Throughout his storied career, Franz Beckenbauer's legacy stretches beyond the competitions that he won. It can be worth revisiting all these trophies for scale, nevertheless.
A World Cup and European Championships winner with West Germany, he would later manage his country to further international success at Italia '90. One of Bayern Munich's most decorated players, his four Bundesliga titles were complimented by three successive European Cup triumphs in the mid-1970s.
Throw in a host of other medals won here or there and another Bundesliga title with Hamburg in 1982, and it truly is one of the most remarkable careers in football. Such things, however, would never guarantee one a place in any John Giles' XI. It was precisely what Beckbenbauer did on the pitch that sets him apart to this day.

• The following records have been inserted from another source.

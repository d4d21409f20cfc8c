//! The chat flow controller.
//!
//! [`ChatFlow`] runs one send/receive cycle at a time:
//!
//! ```text
//! Idle -> Guard -> Armed -> Streaming -> Settle(success | error) -> Cleanup
//! ```
//!
//! Backend calls run on spawned tasks. They never touch controller state;
//! they post generation-tagged [`FlowMessage`]s into a channel that the host
//! drains by calling [`ChatFlow::tick`] from its event loop. Every handler
//! compares the message's generation against the live one before mutating
//! anything, so a superseded cycle can finish whenever it likes without
//! clobbering the display.

use std::sync::Arc;
use std::time::{Duration, Instant};

use chrono::Utc;
use tokio::sync::mpsc;

use confab_context::{ContextUsage, TurnWindow, build_turns};
use confab_types::{
    AssistantEvent, ChatTurn, EventKind, Generation, MediaAttachment, Message, MessagePart, Role,
    SessionKey, ToolState, ToolStatus, remove_binary_placeholders,
};

use crate::backend::{
    ArchiveOutcome, BackendError, ChatBackend, DeltaSink, SendOutcome, SendRequest,
};
use crate::config::DEFAULT_EVENT_BUDGET;
use crate::locale::{EnglishLocalizer, Localizer, StatusKey};
use crate::pacer::{PacingSettings, StreamPacer};

const CHANNEL_CAPACITY: usize = 1024;
const OPTIMISTIC_ID_PREFIX: &str = "optimistic-user-";

/// Rewrites the backend's echo of the user text before display.
pub type Sanitizer = fn(&str) -> String;

/// Everything a backend task can report back to the controller.
#[derive(Debug)]
pub(crate) enum FlowMessage {
    Event {
        generation: Generation,
        event: AssistantEvent,
    },
    Settled {
        generation: Generation,
        session: SessionKey,
        images: Vec<MediaAttachment>,
        result: Result<SendOutcome, BackendError>,
    },
    Loaded {
        session: SessionKey,
        seq: u64,
        requested_at: Instant,
        result: Result<Vec<Message>, BackendError>,
    },
    Archived {
        session: SessionKey,
        seq: u64,
        result: Result<ArchiveOutcome, BackendError>,
        reload: Option<Result<Vec<Message>, BackendError>>,
    },
}

#[derive(Debug, Clone, Copy, PartialEq, Eq)]
pub struct FlowSettings {
    pub pacing: PacingSettings,
    /// Channel messages handled per [`ChatFlow::tick`].
    pub event_budget: usize,
    /// Context window of the active api config, in tokens.
    pub context_window: Option<u32>,
}

impl Default for FlowSettings {
    fn default() -> Self {
        Self {
            pacing: PacingSettings::default(),
            event_budget: DEFAULT_EVENT_BUDGET,
            context_window: None,
        }
    }
}

pub struct ChatFlow {
    backend: Arc<dyn ChatBackend>,
    localizer: Arc<dyn Localizer>,
    sanitize: Sanitizer,

    tx: mpsc::Sender<FlowMessage>,
    rx: mpsc::Receiver<FlowMessage>,
    event_budget: usize,
    context_window: Option<u32>,

    session: Option<SessionKey>,
    generation: Generation,
    pacer: StreamPacer,
    chatting: bool,
    archiving: bool,

    input: String,
    attachments: Vec<MediaAttachment>,

    latest_user_text: String,
    latest_user_images: Vec<MediaAttachment>,
    assistant_text: String,
    reasoning_standard: String,
    reasoning_inline: String,
    reasoning_started_at: Option<Instant>,
    tool_status: ToolStatus,
    error_text: String,
    status_text: String,

    messages: Vec<Message>,
    turn_window: TurnWindow,
    /// Sequence number handed to the next log load.
    next_load: u64,
    /// Loads issued before this number are outdated and never applied.
    oldest_current_load: u64,
}
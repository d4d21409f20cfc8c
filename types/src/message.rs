//! Stored message domain model.
//!
//! Messages are owned by the backend message log. The client only reads them,
//! apart from the optimistic user message inserted while a send is in flight.

use serde::{Deserialize, Serialize};

/// Who authored a message. Immutable once the message exists.
#[derive(Debug, Clone, Copy, PartialEq, Eq, Hash, Serialize, Deserialize)]
#[serde(rename_all = "lowercase")]
pub enum Role {
    User,
    Assistant,
    Tool,
    System,
    #[serde(other)]
    Unknown,
}

impl Role {
    #[must_use]
    pub fn as_str(self) -> &'static str {
        match self {
            Role::User => "user",
            Role::Assistant => "assistant",
            Role::Tool => "tool",
            Role::System => "system",
            Role::Unknown => "unknown",
        }
    }
}

/// An inline binary payload (image or audio) ready for display.
#[derive(Debug, Clone, PartialEq, Eq, Serialize, Deserialize)]
#[serde(rename_all = "camelCase")]
pub struct MediaAttachment {
    pub mime: String,
    #[serde(alias = "bytes_base64")]
    pub bytes_base64: String,
}

impl MediaAttachment {
    pub fn new(mime: impl Into<String>, bytes_base64: impl Into<String>) -> Self {
        Self {
            mime: mime.into(),
            bytes_base64: bytes_base64.into(),
        }
    }
}

/// One typed payload of a message. Parts order is display order.
///
/// Media parts keep their fields optional: stored logs may carry parts with
/// missing mime or byte data, and those are filtered at extraction time.
#[derive(Debug, Clone, PartialEq, Eq, Serialize, Deserialize)]
#[serde(tag = "type", rename_all = "lowercase")]
pub enum MessagePart {
    Text {
        #[serde(default)]
        text: String,
    },
    Image {
        #[serde(default, skip_serializing_if = "Option::is_none")]
        mime: Option<String>,
        #[serde(
            rename = "bytesBase64",
            alias = "bytes_base64",
            default,
            skip_serializing_if = "Option::is_none"
        )]
        bytes_base64: Option<String>,
    },
    Audio {
        #[serde(default, skip_serializing_if = "Option::is_none")]
        mime: Option<String>,
        #[serde(
            rename = "bytesBase64",
            alias = "bytes_base64",
            default,
            skip_serializing_if = "Option::is_none"
        )]
        bytes_base64: Option<String>,
    },
    #[serde(other)]
    Unsupported,
}

impl MessagePart {
    pub fn text(text: impl Into<String>) -> Self {
        MessagePart::Text { text: text.into() }
    }

    #[must_use]
    pub fn image(attachment: &MediaAttachment) -> Self {
        MessagePart::Image {
            mime: Some(attachment.mime.clone()),
            bytes_base64: Some(attachment.bytes_base64.clone()),
        }
    }

    #[must_use]
    pub fn audio(attachment: &MediaAttachment) -> Self {
        MessagePart::Audio {
            mime: Some(attachment.mime.clone()),
            bytes_base64: Some(attachment.bytes_base64.clone()),
        }
    }

    #[must_use]
    pub fn as_text(&self) -> Option<&str> {
        match self {
            MessagePart::Text { text } => Some(text),
            _ => None,
        }
    }
}

/// Structured reasoning captured by the provider alongside the answer.
#[derive(Debug, Clone, Default, PartialEq, Eq, Serialize, Deserialize)]
#[serde(rename_all = "camelCase")]
pub struct ProviderMeta {
    #[serde(default, skip_serializing_if = "Option::is_none")]
    pub reasoning_standard: Option<String>,
    #[serde(default, skip_serializing_if = "Option::is_none")]
    pub reasoning_inline: Option<String>,
}

#[derive(Debug, Clone, PartialEq, Eq, Serialize, Deserialize)]
#[serde(rename_all = "camelCase")]
pub struct Message {
    id: String,
    role: Role,
    #[serde(default)]
    parts: Vec<MessagePart>,
    #[serde(default, skip_serializing_if = "Option::is_none")]
    provider_meta: Option<ProviderMeta>,
    #[serde(default, skip_serializing_if = "Option::is_none")]
    created_at: Option<String>,
}

impl Message {
    pub fn new(id: impl Into<String>, role: Role, parts: Vec<MessagePart>) -> Self {
        Self {
            id: id.into(),
            role,
            parts,
            provider_meta: None,
            created_at: None,
        }
    }

    pub fn user(id: impl Into<String>, text: impl Into<String>) -> Self {
        Self::new(id, Role::User, vec![MessagePart::text(text)])
    }

    pub fn assistant(id: impl Into<String>, text: impl Into<String>) -> Self {
        Self::new(id, Role::Assistant, vec![MessagePart::text(text)])
    }

    #[must_use]
    pub fn with_provider_meta(mut self, meta: ProviderMeta) -> Self {
        self.provider_meta = Some(meta);
        self
    }

    #[must_use]
    pub fn with_created_at(mut self, created_at: impl Into<String>) -> Self {
        self.created_at = Some(created_at.into());
        self
    }

    #[must_use]
    pub fn id(&self) -> &str {
        &self.id
    }

    #[must_use]
    pub fn role(&self) -> Role {
        self.role
    }

    #[must_use]
    pub fn parts(&self) -> &[MessagePart] {
        &self.parts
    }

    #[must_use]
    pub fn provider_meta(&self) -> Option<&ProviderMeta> {
        self.provider_meta.as_ref()
    }

    #[must_use]
    pub fn created_at(&self) -> Option<&str> {
        self.created_at.as_deref()
    }
}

"It has to be Franz Beckenbauer," acknowledged Giles of the other German who will sit alongside his compatriot Berti Vogts in the back-line. "What a player, what a player."

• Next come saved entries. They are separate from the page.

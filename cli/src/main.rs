//! Confab CLI - binary entry point.
//!
//! # Commands
//!
//! - `confab chat` runs an interactive loop against a local echo backend so
//!   the pacing, reasoning, tool-status and settle behavior can be watched
//!   in a plain terminal.
//! - `confab turns <log.json>` reconstructs turns from a saved message log
//!   and prints them with a context-usage estimate.
//!
//! # Event Loop
//!
//! `chat` ticks the flow at the configured flush interval:
//!
//! 1. Wait for the next line of input or the next frame tick
//! 2. On input: run a slash command or send the line
//! 3. On tick: `flow.tick(now)` drains backend messages and advances the pacer
//! 4. Print whatever text was revealed since the last frame

mod chat;
mod echo;
mod inspect;

use std::{
    fs::{self, File, OpenOptions},
    io,
    path::{Path, PathBuf},
    sync::Mutex,
};

use anyhow::Result;
use clap::{Args, Parser, Subcommand};
use tracing_subscriber::{EnvFilter, fmt, prelude::*};

use confab_engine::ConfabConfig;

#[derive(Parser)]
#[command(name = "confab")]
#[command(about = "Conversational assistant runtime")]
#[command(version)]
struct Cli {
    /// Write logs here instead of ~/.confab/logs/confab.log
    #[arg(long, global = true)]
    log_file: Option<PathBuf>,

    #[command(subcommand)]
    command: Command,
}

#[derive(Subcommand)]
enum Command {
    /// Chat with the local echo backend
    Chat(ChatArgs),
    /// Reconstruct turns from a JSON message log
    Turns(TurnsArgs),
}

#[derive(Args, Debug)]
pub(crate) struct ChatArgs {
    /// Api config id (overrides the config file)
    #[arg(long)]
    api_config: Option<String>,

    /// Agent id (overrides the config file)
    #[arg(long)]
    agent: Option<String>,

    /// Delay between streamed chunks of the echo backend, in milliseconds
    #[arg(long, default_value_t = 40)]
    chunk_delay_ms: u64,
}

#[derive(Args, Debug)]
pub(crate) struct TurnsArgs {
    /// Path to a JSON array of messages
    path: PathBuf,

    /// Context window to estimate against (tokens)
    #[arg(long)]
    context_window: Option<u32>,

    /// Print every turn instead of only the newest
    #[arg(long)]
    all: bool,
}

/// Install file logging. Logs never go to stdout, which carries the reply.
fn init_tracing(log_file: Option<PathBuf>) {
    let filter = EnvFilter::try_from_default_env().unwrap_or_else(|_| EnvFilter::new("info"));

    let mut skipped = Vec::new();
    let opened = log_file_candidates(log_file)
        .into_iter()
        .find_map(|path| match open_append(&path) {
            Ok(file) => Some((path, file)),
            Err(err) => {
                skipped.push(format!("{}: {err}", path.display()));
                None
            }
        });

    let Some((path, file)) = opened else {
        return;
    };
    tracing_subscriber::registry()
        .with(
            fmt::layer()
                .with_ansi(false)
                .with_target(false)
                .with_writer(Mutex::new(file)),
        )
        .with(filter)
        .init();

    tracing::info!(path = %path.display(), "Logging initialized");
    for location in skipped {
        tracing::warn!("Skipped log location {location}");
    }
}

fn open_append(path: &Path) -> io::Result<File> {
    if let Some(parent) = path.parent() {
        fs::create_dir_all(parent)?;
    }
    OpenOptions::new().create(true).append(true).open(path)
}

/// `--log-file`, then `logs/confab.log` beside the config, then `./.confab/logs/`.
fn log_file_candidates(explicit: Option<PathBuf>) -> Vec<PathBuf> {
    let beside_config = ConfabConfig::path()
        .and_then(|config| config.parent().map(|dir| dir.join("logs").join("confab.log")));
    explicit
        .into_iter()
        .chain(beside_config)
        .chain([PathBuf::from(".confab").join("logs").join("confab.log")])
        .collect()
}

fn load_config() -> ConfabConfig {
    match ConfabConfig::load() {
        Ok(config) => config.unwrap_or_default(),
        Err(err) => {
            eprintln!("Ignoring config: {err}");
            ConfabConfig::default()
        }
    }
}

#[tokio::main]
async fn main() -> Result<()> {
    let cli = Cli::parse();
    init_tracing(cli.log_file);

    let config = load_config();

    match cli.command {
        Command::Chat(args) => chat::run(&args, &config).await,
        Command::Turns(args) => inspect::run(&args, &config),
    }
}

Infamously, Giles' Leeds United met Beckenbauer's Bayern Munich in the 1975 European Cup final. A game that somewhat controversially went the way of the German club, the Irish midfielder wasn't giving much thought over to that here.
"He started off as a midfield player as most people would know," recalled Giles, "and then he dropped into the back and he was just unbelievable.
"People always asked me about how he had so much room when we got on the ball. "Why don't you get in and get stuck into him?" But he was like all the great players, he gave you two choices: a bad one and a terrible one.
"In Beckenbauer's case, if you really tried to run at him he would just jog past you with the ball. The best thing you could do is left him have the ball. That wasn't the greatest thing you could do, but it was your only choice."
One of the outstanding players of the 20th century, Giles explored in greater detail what it was like trying to play against him.
"He was quick as lightening," he explained. "He didn't look it because he would just sort of be jogging around but it was almost as if he was two players.
"When he had to defend he was excellent, but when he had a chance to come forward he was like a midfield player.
"I don't ever remember him losing the ball. So, he could distribute the ball and then just drop back into defence. Honestly, he was absolutely brilliant."